Les éditions se multiplièrent rapidement ; il fut traduit bientôt en français, en espagnol, en anglais, et dans tous les dialectes italiens, en bergamasque, en milanais, en génois, en calabrais, en napolitain, en vénitien, et Tancrède et Godefroy, comme le dit le comte Pasolini, « eurent la surprise de s’entendre parler bolonais[1]. »

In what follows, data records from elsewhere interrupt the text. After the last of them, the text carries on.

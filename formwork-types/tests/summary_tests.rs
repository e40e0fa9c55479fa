use formwork_types::{Operation, Record, Summary};
use serde_json::json;
use std::sync::Arc;

fn record(value: serde_json::Value) -> Record {
    value.as_object().cloned().unwrap()
}

#[test]
fn creation_summary_has_no_previous_values_or_changes() {
    let s = Summary::creation(record(json!({"a": 1, "v": true})), record(json!({"a": 1})));
    assert_eq!(s.operation(), Operation::Creation);
    assert!(!s.is_update());
    assert!(s.previous_values().is_none());
    assert!(s.changes().is_none());
    assert_eq!(s.values().len(), 1);
    assert_eq!(s.get_bool("v"), Some(true));
}

#[test]
fn update_summary_exposes_diff() {
    let s = Summary::update(
        record(json!({"a": 1})),
        record(json!({"a": 2})),
        record(json!({"a": 2})),
        record(json!({"a": 2})),
    );
    assert!(s.is_update());
    assert_eq!(s.previous_values().unwrap()["a"], json!(1));
    assert_eq!(s.changes().unwrap()["a"], json!(2));
}

#[test]
fn accessors_read_context() {
    let s = Summary::creation(
        record(json!({"name": "ink", "price": 2.5, "gone": null})),
        Record::new(),
    );
    assert_eq!(s.get_str("name"), Some("ink"));
    assert_eq!(s.get_f64("price"), Some(2.5));
    assert!(s.is_null("gone"));
    assert!(s.is_null("missing"));
    assert!(!s.is_null("name"));
}

#[test]
fn clones_share_records() {
    let s = Summary::creation(record(json!({"a": 1})), Record::new())
        .with_ctx_options(Arc::new(record(json!({"user": "root"}))));
    let copy = s.clone();
    assert_eq!(copy.ctx_options()["user"], json!("root"));
    assert_eq!(copy.context(), s.context());
}

#[test]
fn operation_display() {
    assert_eq!(Operation::Creation.to_string(), "creation");
    assert_eq!(Operation::Update.to_string(), "update");
}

Il plaisait aux princes, il plaisait aux hommes de guerre comme il plaira, deux siècles plus tard, à Napoléon ; l’auteur n’avait pas servi, mais son père, qui s’était battu en Afrique comme en Europe, lui avait souvent conté ses campagnes. Il fut goûté passionnément par les peintres, par les Carrache, le Zampieri, l’Albano, le Cignani, qui le préféraient à tout autre et s’y fournissaient de sujets. Dès la première heure, il avait séduit les femmes ; il séduira les petites gens, plus sensibles en Italie que partout ailleurs aux voluptés de l’oreille. « Que dirai-je de plus? écrivait Martelli; tes voiturins, les petits marchands, les bateliers le récitaient en voyageant, en travaillant, en ramant. » Autant en feront les montagnards de l’Apennin, les bergers de la campagne romaine, les pêcheurs du golfe de Naples. Un jour, Ugo Foscolo l’entendra chanter par des forçats qui, enchaînés deux à deux sur les plages de Livourne, recouraient au grand enchanteur pour tromper leur fatigue et leur ennui.

Si le poète parut admirable, l’homme excita l’étonnement et la compassion. La nouvelle s’était répandue que pendant que son poème, publié à son insu par des voleurs, lui acquérait une éclatante

  1. I Genitori di Torquato Tasso, note storiche raccolte da Pier Desiderio Pasolini; Rome, 1895.